Contrôle du système sympathique

Le système nerveux sympathique peut être activé par diverses parties du cerveau, avec l’hypothalamus jouant un rôle particulièrement important. Les instructions sympathiques du système nerveux central sont envoyées à partir de neurones préganglioniques dans les parties thoraciques et lombaires de la moelle épinière vers le système nerveux périphérique, où ils ont leurs effets ultimes, à travers trois voies principales.

La première voie implique des neurones préganglioniques qui se connectent à une chaîne voisine de ganglions — des amas de corps cellulaires neuronaux — qui longe chaque côté de la colonne vertébrale, souvent appelée la chaîne sympathique. Ici, le signal active les neurones postganglioniques qui se déplacent pour cibler les organes ou les glandes pour réguler leur fonction. Leurs effets incluent la dilatation des pupilles, permettant à plus de lumière d’entrer dans les yeux; relaxation des voies respiratoires — apportant plus d’oxygène, et constriction des vaisseaux sanguins et augmentation de la fréquence cardiaque — poussant plus de sang aux muscles.

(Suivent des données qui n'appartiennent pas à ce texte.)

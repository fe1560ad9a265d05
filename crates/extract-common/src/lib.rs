//! Common types and utilities shared across all weather-extract services.

pub mod config;
pub mod dataset;
pub mod error;
pub mod time;

pub use config::FederationConfig;
pub use dataset::{BackendKind, DataCategory, DataFormat, Dataset};
pub use error::{ExtractionError, ExtractionResult};
pub use time::{Reftime, TimeRange};
//! Backend interfaces and the uniform message schema.
//!
//! The two stores' query engines are external collaborators; these traits
//! are the seam the extractor drives them through.

use std::path::Path;

use async_trait::async_trait;
use chrono::{DateTime, Utc};
use serde::{Deserialize, Serialize};

use extract_common::time::{iso_ms, TimeRange};
use extract_common::ExtractionResult;

use crate::filters::ObservationQuery;

/// One observed or forecast value in the uniform message schema used by
/// the transient merge store.
#[derive(Debug, Clone, PartialEq, Serialize, Deserialize)]
pub struct ObsMessage {
    pub network: String,
    pub station: String,
    pub lon: f64,
    pub lat: f64,
    #[serde(with = "iso_ms")]
    pub reftime: DateTime<Utc>,
    pub level: String,
    pub timerange: String,
    pub varcode: String,
    pub value: f64,
    /// Quality-control confidence in percent, when the producer attached
    /// one.
    pub confidence: Option<f64>,
}

impl ObsMessage {
    /// Identity key: messages with equal keys are the same logical record
    /// regardless of which store produced them.
    pub fn key(&self) -> MessageKey {
        MessageKey {
            network: self.network.clone(),
            station: self.station.clone(),
            reftime: self.reftime,
            varcode: self.varcode.clone(),
            level: self.level.clone(),
            timerange: self.timerange.clone(),
        }
    }
}

/// Unique identity of a message across both stores.
#[derive(Debug, Clone, PartialEq, Eq, PartialOrd, Ord, Hash)]
pub struct MessageKey {
    pub network: String,
    pub station: String,
    pub reftime: DateTime<Utc>,
    pub varcode: String,
    pub level: String,
    pub timerange: String,
}

/// The immutable, matcher-queried archive store.
#[async_trait]
pub trait ArchiveBackend: Send + Sync {
    /// Exact result size in bytes via a summary query, without extracting.
    async fn estimate_size(
        &self,
        datasets: &[String],
        matcher: &str,
        range: TimeRange,
    ) -> ExtractionResult<u64>;

    /// Stream matching data to `dest`; returns bytes written.
    async fn extract_to_file(
        &self,
        datasets: &[String],
        matcher: &str,
        range: TimeRange,
        dest: &Path,
    ) -> ExtractionResult<u64>;

    /// Materialize matching rows as uniform messages (split-plan path).
    async fn fetch_messages(
        &self,
        datasets: &[String],
        matcher: &str,
        range: TimeRange,
    ) -> ExtractionResult<Vec<ObsMessage>>;
}

/// The rolling-window relational observation store.
#[async_trait]
pub trait ObservationBackend: Send + Sync {
    /// Stream matching observations to `dest`; returns bytes written.
    /// `only_reliable` drops values below the quality-control threshold.
    async fn extract_to_file(
        &self,
        query: &ObservationQuery,
        range: TimeRange,
        only_reliable: bool,
        dest: &Path,
    ) -> ExtractionResult<u64>;

    /// Materialize matching observations as uniform messages.
    async fn fetch_messages(
        &self,
        query: &ObservationQuery,
        range: TimeRange,
        only_reliable: bool,
    ) -> ExtractionResult<Vec<ObsMessage>>;
}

Dans la deuxième voie, les neurones préganglioniques envoient des signaux aux ganglions plus éloignés de la moelle épinière, près des organes cibles. Ici, ils activent les neurones postganglioniques qui contrôlent l’activité des organes tels que l’estomac, le pancréas, le foie, les intestins, la vessie et les organes génitaux. Les effets de cette voie incluent l’inhibition de la digestion et la miction, et stimuler les orgasmes.

Dans la troisième voie, un petit groupe de neurones préganglioniques se déplace de la moelle épinière directement à la glande surrénale, où ils stimulent la sécrétion des hormones épinéphrine et noradrénaline dans la circulation sanguine, aidant à médiation de la réponse au stress dans tout le corps.

Stress chronique

Le système nerveux sympathique a évolué pour permettre aux animaux de répondre au mieux aux menaces immédiates telles que la rencontre soudaine avec un prédateur ou un rival. Alors que les humains ont laissé la plupart de ces craintes primitives derrière, le système sympathique du corps peut encore répondre à des situations stressantes de la même manière que lors de la rencontre d’un chat de savane féroce. Cela comprend la libération des hormones épinéphrine, aussi appelée adrénaline, et le cortisol.

Dans des conditions normales, le système est brièvement activé, et ces hormones ne sont pas présentes dans le système circulatoire pendant longtemps. Cependant, les facteurs de stress modernes dans notre vie quotidienne peuvent sur-activer ce système et exposer le corps pendant de plus longues périodes, ce qui peut avoir des effets débilitants. Ceux-ci peuvent inclure l’anxiété, la dépression, les maladies cardiaques, le gain de poids, et les troubles du sommeil. Les exigences de la vie universitaire peuvent être difficiles, il est donc essentiel de s’engager dans une saine gestion du stress. Certaines stratégies pour gérer le stress comprennent une alimentation saine, obtenir une quantité suffisante de sommeil, le maintien de relations sociales, et la recherche de conseils professionnels si nécessaire.